Because these characters felt like real people I could to run into on the street. So quirky and honest and endearing that before long, they became friends. Each cast member, from Ayesha to Khalid and everyone in between, were well-rounded, authentic characters who never felt like they existed solely to tell Ayesha and Khalid’s stories. And isn’t that the best? 


All cover images: Shutterstock

Ayesha’s struggle to remain supportive of her extended family while trying to have a fulfilling life of her own was totally relatable. Doubling-down on the pressure, Ayesha also fell into a sort of grey area, being judged by non-Muslims for wearing hijab, and judged by Muslims for being too progressive, which must be a reality for many Muslims who’ve grown up in Canada. Ayesha loved to write poetry and longed to travel but needed a more stable career choice in order to pay off her debts. That is, until she found a husband and would thusly be expected to drop everything and become a wife and mother. That element was direct a tie to P&P: women could hold certain approved positions, teacher included, but striving to be a wife was the ultimate and inevitable path. Considered a near spinster in her later twenties, Ayesha seemed to have accepted her place as outside the norm and naturally, that made me love her even more because she wasn’t willing to compromise. 

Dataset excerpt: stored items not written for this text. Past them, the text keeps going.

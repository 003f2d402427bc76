//! Background upload entity for SeaORM.

use sea_orm::entity::prelude::*;

#[derive(Clone, Debug, PartialEq, DeriveEntityModel)]
#[sea_orm(table_name = "background_images")]
pub struct Model {
    #[sea_orm(primary_key, auto_increment = false)]
    pub id: Uuid,
    pub user_id: Uuid,
    pub image_url: String,
    pub file_name: String,
    pub created_at: DateTimeUtc,
}

#[derive(Copy, Clone, Debug, EnumIter, DeriveRelation)]
pub enum Relation {}

impl ActiveModelBehavior for ActiveModel {}
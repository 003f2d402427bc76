//! Authenticated caller models.

use serde::{Deserialize, Serialize};
use uuid::Uuid;

/// Access token claims issued by the identity provider.
#[derive(Debug, Clone, Serialize, Deserialize)]
pub struct AccessClaims {
    /// User id
    pub sub: String,
    pub exp: usize,
    #[serde(default, skip_serializing_if = "Option::is_none")]
    pub aud: Option<String>,
    #[serde(default, skip_serializing_if = "Option::is_none")]
    pub email: Option<String>,
    #[serde(default, skip_serializing_if = "Option::is_none")]
    pub role: Option<String>,
}

/// Caller identity attached to a request after token verification.
#[derive(Debug, Clone, Copy, PartialEq, Eq)]
pub struct AuthenticatedUser {
    pub user_id: Uuid,
}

Then there was Khalid. Grounded in religion, Khalid’s personality worked as the total opposite to Ayesha’s. A man of rigid faith, his stern nature immediately repelled Ayesha, despite Ayesha’s appreciation of his physical appearance. Mr. Darcy was never more religious than most, his uppity demeanour stemming from privilege and wealth, which made Khalid all the more interesting. His somewhat stifled life, one where he did was he was told and held himself to the highest of standards, immediately had me sympathizing with him. Between Ayesha and Khalid, the latter’s journey proved more captivating, more significant. Because while Ayesha had people in her corner who encouraged her to express herself and be true to her dreams, Khalid had no such support. His obedience was a given, which made his choice to take another path all the more powerful.  




And can we please talk about how AYESHA AT LAST was set in Toronto? And how the writing was smooth as silk, rhythmic and immersive? Or to circle back to my intro, how the vast number of interconnected storylines joined forces to form an epic saga of love and family? Where every single character had their own highs and lows, goals and drives? I would like to chat about all of these things because there’s so much awesome crammed into this novel that I can hardly stand it! So if you’re in the mood for a touching, fun, and ultimately uplifting, diverse romantic comedy about two people who have to find themselves before they can find each other, AYESHA AT LAST is the book for you! Five stars, plus one bazillion stars, for a total of one bazillion and five stars. 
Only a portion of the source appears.